- **Exercise inputs**
________________________

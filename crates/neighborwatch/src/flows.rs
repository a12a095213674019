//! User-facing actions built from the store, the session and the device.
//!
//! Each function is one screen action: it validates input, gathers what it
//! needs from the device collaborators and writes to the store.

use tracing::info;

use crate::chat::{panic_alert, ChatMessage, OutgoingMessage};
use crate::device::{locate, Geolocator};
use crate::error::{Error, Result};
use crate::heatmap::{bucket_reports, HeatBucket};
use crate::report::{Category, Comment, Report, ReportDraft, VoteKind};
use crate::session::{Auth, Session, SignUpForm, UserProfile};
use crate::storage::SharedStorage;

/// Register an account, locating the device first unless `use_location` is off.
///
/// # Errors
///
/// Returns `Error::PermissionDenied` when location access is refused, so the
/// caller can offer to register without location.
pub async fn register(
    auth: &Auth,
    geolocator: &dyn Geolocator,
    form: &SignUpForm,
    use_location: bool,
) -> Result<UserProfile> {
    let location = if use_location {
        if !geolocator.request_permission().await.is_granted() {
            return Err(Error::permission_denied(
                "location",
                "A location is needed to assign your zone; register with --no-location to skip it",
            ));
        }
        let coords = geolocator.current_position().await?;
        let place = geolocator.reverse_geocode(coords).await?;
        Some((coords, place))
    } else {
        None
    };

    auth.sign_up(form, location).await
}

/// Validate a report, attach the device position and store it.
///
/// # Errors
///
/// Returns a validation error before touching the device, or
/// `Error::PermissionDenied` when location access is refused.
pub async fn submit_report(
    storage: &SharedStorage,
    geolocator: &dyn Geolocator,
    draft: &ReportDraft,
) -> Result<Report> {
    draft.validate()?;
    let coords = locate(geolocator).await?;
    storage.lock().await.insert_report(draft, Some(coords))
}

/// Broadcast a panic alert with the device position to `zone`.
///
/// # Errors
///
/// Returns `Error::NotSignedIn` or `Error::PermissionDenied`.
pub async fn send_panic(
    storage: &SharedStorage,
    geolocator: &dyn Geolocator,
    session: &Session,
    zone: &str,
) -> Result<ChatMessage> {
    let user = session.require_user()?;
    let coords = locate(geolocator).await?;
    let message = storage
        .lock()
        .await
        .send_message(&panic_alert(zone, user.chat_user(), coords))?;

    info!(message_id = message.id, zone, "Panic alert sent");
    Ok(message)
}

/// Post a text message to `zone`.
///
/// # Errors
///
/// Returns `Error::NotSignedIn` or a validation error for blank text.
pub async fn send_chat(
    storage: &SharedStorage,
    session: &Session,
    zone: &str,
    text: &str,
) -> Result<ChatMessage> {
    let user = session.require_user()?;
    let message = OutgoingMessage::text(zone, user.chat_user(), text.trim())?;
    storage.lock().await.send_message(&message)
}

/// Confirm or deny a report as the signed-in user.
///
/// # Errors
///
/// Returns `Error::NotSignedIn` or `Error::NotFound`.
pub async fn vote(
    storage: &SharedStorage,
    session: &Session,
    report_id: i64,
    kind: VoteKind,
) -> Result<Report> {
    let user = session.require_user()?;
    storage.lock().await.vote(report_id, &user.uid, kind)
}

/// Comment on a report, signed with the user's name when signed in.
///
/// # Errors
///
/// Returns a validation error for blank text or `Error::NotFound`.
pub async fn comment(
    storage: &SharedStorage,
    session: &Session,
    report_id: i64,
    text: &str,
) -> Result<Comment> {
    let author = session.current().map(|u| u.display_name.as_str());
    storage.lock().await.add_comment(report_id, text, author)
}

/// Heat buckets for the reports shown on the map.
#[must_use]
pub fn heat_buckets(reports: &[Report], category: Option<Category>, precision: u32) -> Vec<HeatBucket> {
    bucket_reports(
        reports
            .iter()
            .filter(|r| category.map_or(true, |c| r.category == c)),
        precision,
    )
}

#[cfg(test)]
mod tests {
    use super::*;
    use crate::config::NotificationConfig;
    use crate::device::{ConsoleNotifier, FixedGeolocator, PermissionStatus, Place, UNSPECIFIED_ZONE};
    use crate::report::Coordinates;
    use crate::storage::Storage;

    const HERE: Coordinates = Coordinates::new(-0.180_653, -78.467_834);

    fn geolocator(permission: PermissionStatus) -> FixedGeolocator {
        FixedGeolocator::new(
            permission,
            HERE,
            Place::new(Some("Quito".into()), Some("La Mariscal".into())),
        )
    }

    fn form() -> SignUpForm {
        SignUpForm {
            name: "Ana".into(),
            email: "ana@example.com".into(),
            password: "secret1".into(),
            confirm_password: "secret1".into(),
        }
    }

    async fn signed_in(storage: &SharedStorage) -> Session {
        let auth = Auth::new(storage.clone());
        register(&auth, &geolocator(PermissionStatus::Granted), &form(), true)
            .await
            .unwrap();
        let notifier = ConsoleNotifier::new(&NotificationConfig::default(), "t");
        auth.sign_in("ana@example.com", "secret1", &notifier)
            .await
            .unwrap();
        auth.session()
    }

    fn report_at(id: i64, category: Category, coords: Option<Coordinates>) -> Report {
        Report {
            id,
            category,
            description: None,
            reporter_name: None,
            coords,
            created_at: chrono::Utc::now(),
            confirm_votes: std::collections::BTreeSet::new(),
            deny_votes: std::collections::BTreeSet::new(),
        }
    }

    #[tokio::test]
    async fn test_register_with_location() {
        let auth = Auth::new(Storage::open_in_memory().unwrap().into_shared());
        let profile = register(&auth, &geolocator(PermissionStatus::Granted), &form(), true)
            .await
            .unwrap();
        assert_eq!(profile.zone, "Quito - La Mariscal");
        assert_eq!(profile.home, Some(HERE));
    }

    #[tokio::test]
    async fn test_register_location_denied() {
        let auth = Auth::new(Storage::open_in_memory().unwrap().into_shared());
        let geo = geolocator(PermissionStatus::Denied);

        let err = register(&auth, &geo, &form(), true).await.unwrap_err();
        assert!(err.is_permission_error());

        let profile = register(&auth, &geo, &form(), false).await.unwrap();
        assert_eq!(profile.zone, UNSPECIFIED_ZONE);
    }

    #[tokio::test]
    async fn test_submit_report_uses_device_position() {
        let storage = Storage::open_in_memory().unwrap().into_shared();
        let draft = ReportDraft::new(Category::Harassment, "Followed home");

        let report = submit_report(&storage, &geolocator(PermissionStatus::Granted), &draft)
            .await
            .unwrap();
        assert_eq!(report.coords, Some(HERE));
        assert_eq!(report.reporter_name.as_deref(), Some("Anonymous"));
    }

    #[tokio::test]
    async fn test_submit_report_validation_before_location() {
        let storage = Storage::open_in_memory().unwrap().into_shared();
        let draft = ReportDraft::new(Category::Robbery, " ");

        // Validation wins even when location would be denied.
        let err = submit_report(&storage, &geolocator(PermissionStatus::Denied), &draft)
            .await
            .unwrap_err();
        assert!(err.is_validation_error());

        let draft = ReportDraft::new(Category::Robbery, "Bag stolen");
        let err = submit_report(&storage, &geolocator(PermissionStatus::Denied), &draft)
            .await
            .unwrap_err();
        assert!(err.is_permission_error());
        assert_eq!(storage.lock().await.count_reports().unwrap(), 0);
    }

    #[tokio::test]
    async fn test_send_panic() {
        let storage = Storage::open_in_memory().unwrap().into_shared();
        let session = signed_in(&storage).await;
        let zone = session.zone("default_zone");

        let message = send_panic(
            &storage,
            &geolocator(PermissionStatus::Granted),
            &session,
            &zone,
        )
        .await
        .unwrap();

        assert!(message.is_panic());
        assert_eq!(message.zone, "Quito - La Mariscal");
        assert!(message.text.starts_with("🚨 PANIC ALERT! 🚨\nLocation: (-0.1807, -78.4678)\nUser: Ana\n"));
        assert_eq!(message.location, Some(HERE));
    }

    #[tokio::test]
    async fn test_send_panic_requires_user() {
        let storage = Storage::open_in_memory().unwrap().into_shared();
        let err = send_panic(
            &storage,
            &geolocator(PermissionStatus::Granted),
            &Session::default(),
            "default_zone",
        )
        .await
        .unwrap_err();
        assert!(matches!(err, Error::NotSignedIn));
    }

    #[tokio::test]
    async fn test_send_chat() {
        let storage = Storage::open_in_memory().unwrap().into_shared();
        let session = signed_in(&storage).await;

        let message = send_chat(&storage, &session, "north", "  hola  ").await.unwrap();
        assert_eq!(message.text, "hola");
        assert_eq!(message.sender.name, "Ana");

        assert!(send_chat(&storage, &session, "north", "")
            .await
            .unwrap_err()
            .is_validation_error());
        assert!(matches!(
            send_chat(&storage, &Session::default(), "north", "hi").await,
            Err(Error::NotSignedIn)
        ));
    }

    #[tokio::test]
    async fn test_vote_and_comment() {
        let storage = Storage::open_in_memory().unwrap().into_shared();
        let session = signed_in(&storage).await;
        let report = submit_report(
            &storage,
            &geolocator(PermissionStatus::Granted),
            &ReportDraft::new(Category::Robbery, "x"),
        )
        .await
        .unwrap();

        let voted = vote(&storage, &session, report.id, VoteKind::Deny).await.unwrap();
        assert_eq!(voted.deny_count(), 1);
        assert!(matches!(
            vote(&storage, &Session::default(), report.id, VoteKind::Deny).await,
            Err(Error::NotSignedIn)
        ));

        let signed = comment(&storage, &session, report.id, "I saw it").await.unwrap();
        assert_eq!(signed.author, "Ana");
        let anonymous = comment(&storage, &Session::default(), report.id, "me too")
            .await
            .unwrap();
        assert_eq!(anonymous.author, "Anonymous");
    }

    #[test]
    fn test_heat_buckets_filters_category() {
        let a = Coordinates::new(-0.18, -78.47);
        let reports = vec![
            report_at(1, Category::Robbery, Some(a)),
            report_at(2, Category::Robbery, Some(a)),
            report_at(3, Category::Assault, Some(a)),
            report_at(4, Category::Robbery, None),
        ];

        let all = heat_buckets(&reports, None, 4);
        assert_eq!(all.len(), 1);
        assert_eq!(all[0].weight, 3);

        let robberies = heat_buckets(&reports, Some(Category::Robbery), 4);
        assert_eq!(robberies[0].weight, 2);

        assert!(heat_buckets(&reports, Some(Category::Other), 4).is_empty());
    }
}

________________________

- **What you have to do**
Repeat only what lies between the first line of the data and the line containing "gathers what it", both of those lines included, exactly as it stands.

- **Exercise response**
filename crates/neighborwatch/src/flows.rs
repository a12a095213674019
//! User-facing actions built from the store, the session and the device.
//!
//! Each function is one screen action: it validates input, gathers what it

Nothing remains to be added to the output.